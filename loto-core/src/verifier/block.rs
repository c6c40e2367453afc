use super::{verify, VerificationReport};
use crate::criteria::CriteriaAudit;
use crate::error::{ErrorPayload, LotoError, Result};
use crate::history::History;
use crate::rules::LotteryRule;
use crate::types::Combination;
use serde::{Deserialize, Serialize};
use std::collections::{BTreeMap, BTreeSet, HashMap};

#[derive(Debug, Clone, PartialEq, Eq, Serialize, Deserialize)]
#[serde(rename_all = "camelCase")]
pub struct BlockEntry {
    /// 0-based position in the submitted block.
    pub index: usize,
    pub combination: Combination,
    #[serde(flatten)]
    pub outcome: EntryOutcome,
}

#[derive(Debug, Clone, PartialEq, Eq, Serialize, Deserialize)]
#[serde(tag = "status", rename_all = "camelCase")]
pub enum EntryOutcome {
    Verified { report: VerificationReport },
    Invalid { error: ErrorPayload },
    /// Every occurrence of a repeated combination, with all its positions.
    Duplicate { error: ErrorPayload, positions: Vec<usize> },
}

impl BlockEntry {
    pub fn report(&self) -> Option<&VerificationReport> {
        match &self.outcome {
            EntryOutcome::Verified { report } => Some(report),
            _ => None,
        }
    }

    pub fn error(&self) -> Option<&ErrorPayload> {
        match &self.outcome {
            EntryOutcome::Verified { .. } => None,
            EntryOutcome::Invalid { error } | EntryOutcome::Duplicate { error, .. } => Some(error),
        }
    }
}

/// Verifies a batch entry by entry. Invalid and repeated entries are reported
/// in place; the output keeps the input order and length.
pub fn verify_block(rule: &LotteryRule, block: &[Combination], history: &History) -> Vec<BlockEntry> {
    let validity: Vec<Result<()>> = block.iter().map(|c| rule.validate(c)).collect();

    let mut positions: HashMap<&Combination, Vec<usize>> = HashMap::new();
    for (index, combination) in block.iter().enumerate() {
        if validity[index].is_ok() {
            positions.entry(combination).or_default().push(index);
        }
    }

    block
        .iter()
        .zip(validity)
        .enumerate()
        .map(|(index, (combination, valid))| {
            let outcome = match valid {
                Err(err) => EntryOutcome::Invalid {
                    error: err.to_payload(),
                },
                Ok(()) => match positions.get(combination) {
                    Some(twins) if twins.len() > 1 => EntryOutcome::Duplicate {
                        error: LotoError::DuplicateInBlock {
                            positions: twins.clone(),
                        }
                        .to_payload(),
                        positions: twins.clone(),
                    },
                    _ => match verify(rule, combination, history) {
                        Ok(report) => EntryOutcome::Verified { report },
                        Err(err) => EntryOutcome::Invalid {
                            error: err.to_payload(),
                        },
                    },
                },
            };
            BlockEntry {
                index,
                combination: combination.clone(),
                outcome,
            }
        })
        .collect()
}

/// How well a block covers the number range.
#[derive(Debug, Clone, PartialEq, Eq, Serialize, Deserialize)]
#[serde(rename_all = "camelCase")]
pub struct CoverageSummary {
    pub star_index: usize,
    pub expected_len: Option<usize>,
    /// Numbers used by more than one base combination.
    pub repeated_numbers: Vec<u8>,
    pub star_reused: Vec<u8>,
    pub star_fresh: Vec<u8>,
    /// Range numbers used by neither the base nor the star.
    pub uncovered: Vec<u8>,
    pub invalid_entries: Vec<usize>,
    /// One audit per entry, in block order. Empty when the lottery has no
    /// criteria.
    pub audits: Vec<CriteriaAudit>,
    pub conforming: bool,
}

/// Analyses a covering block. The star defaults to the last entry. Criteria
/// are judged against the median of `history`, as in [`verify`].
pub fn analyze_coverage(
    rule: &LotteryRule,
    block: &[Combination],
    star_index: Option<usize>,
    history: &History,
) -> Result<CoverageSummary> {
    if block.is_empty() {
        return Err(LotoError::invalid_request("block is empty"));
    }
    let star_index = star_index.unwrap_or(block.len() - 1);
    let star = block.get(star_index).ok_or_else(|| {
        LotoError::invalid_request(format!(
            "star index {} is outside a block of {}",
            star_index,
            block.len()
        ))
    })?;

    let mut counts: BTreeMap<u8, usize> = BTreeMap::new();
    for (_, combination) in block.iter().enumerate().filter(|(i, _)| *i != star_index) {
        for &n in combination.numbers() {
            *counts.entry(n).or_default() += 1;
        }
    }
    let base_numbers: BTreeSet<u8> = counts.keys().copied().collect();
    let star_numbers: BTreeSet<u8> = star.numbers().iter().copied().collect();

    let repeated_numbers: Vec<u8> = counts
        .iter()
        .filter(|(_, &count)| count > 1)
        .map(|(&n, _)| n)
        .collect();
    let star_reused: Vec<u8> = star_numbers.intersection(&base_numbers).copied().collect();
    let star_fresh: Vec<u8> = star_numbers.difference(&base_numbers).copied().collect();
    let uncovered: Vec<u8> = rule
        .range
        .iter()
        .filter(|n| !base_numbers.contains(n) && !star_numbers.contains(n))
        .collect();
    let invalid_entries: Vec<usize> = block
        .iter()
        .enumerate()
        .filter(|(_, c)| !rule.is_valid(c))
        .map(|(i, _)| i)
        .collect();

    let audits: Vec<CriteriaAudit> = match &rule.criteria {
        Some(criteria) => {
            let ctx = criteria.with_median(history.median(rule.range));
            block.iter().map(|c| ctx.audit(c)).collect()
        }
        None => Vec::new(),
    };

    let expected_len = rule.blocks.map(|layout| layout.block_len());
    let star_reuse = rule.blocks.map_or(0, |layout| layout.star_reuse);
    let conforming = repeated_numbers.is_empty()
        && invalid_entries.is_empty()
        && star_reused.len() >= star_reuse
        && expected_len.map_or(true, |len| len == block.len())
        && audits.iter().all(CriteriaAudit::passes);

    Ok(CoverageSummary {
        star_index,
        expected_len,
        repeated_numbers,
        star_reused,
        star_fresh,
        uncovered,
        invalid_entries,
        audits,
        conforming,
    })
}
//! HTTP routes

pub mod draws;
pub mod generate;
pub mod health;
pub mod rules;
pub mod verify;

use crate::errors::handle_rejection;
use loto_core::LotoEngine;
use std::convert::Infallible;
use std::sync::Arc;
use warp::{Filter, Reply};

pub fn api(engine: Arc<LotoEngine>) -> warp::filters::BoxedFilter<(impl Reply,)> {
    health::routes()
        .or(rules::routes(Arc::clone(&engine)))
        .or(generate::routes(Arc::clone(&engine)))
        .or(verify::routes(Arc::clone(&engine)))
        .or(draws::routes(engine))
        .boxed()
}

/// Every route with rejections turned into `{kind, message}` replies.
pub fn app(engine: Arc<LotoEngine>) -> impl Filter<Extract = (impl Reply,), Error = Infallible> + Clone {
    api(engine).recover(handle_rejection)
}

#[cfg(test)]
pub(crate) async fn test_engine(dir: &std::path::Path) -> Arc<LotoEngine> {
    Arc::new(
        LotoEngine::new(loto_core::EngineConfig::new(dir))
            .await
            .unwrap(),
    )
}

★ ★ ★

*Required action*
Working from the entries above, return all lines that contain "serde".

*Solution to this task*
use serde::{Deserialize, Serialize};
#[serde(rename_all = "camelCase")]
    #[serde(flatten)]
#[serde(tag = "status", rename_all = "camelCase")]
#[serde(rename_all = "camelCase")]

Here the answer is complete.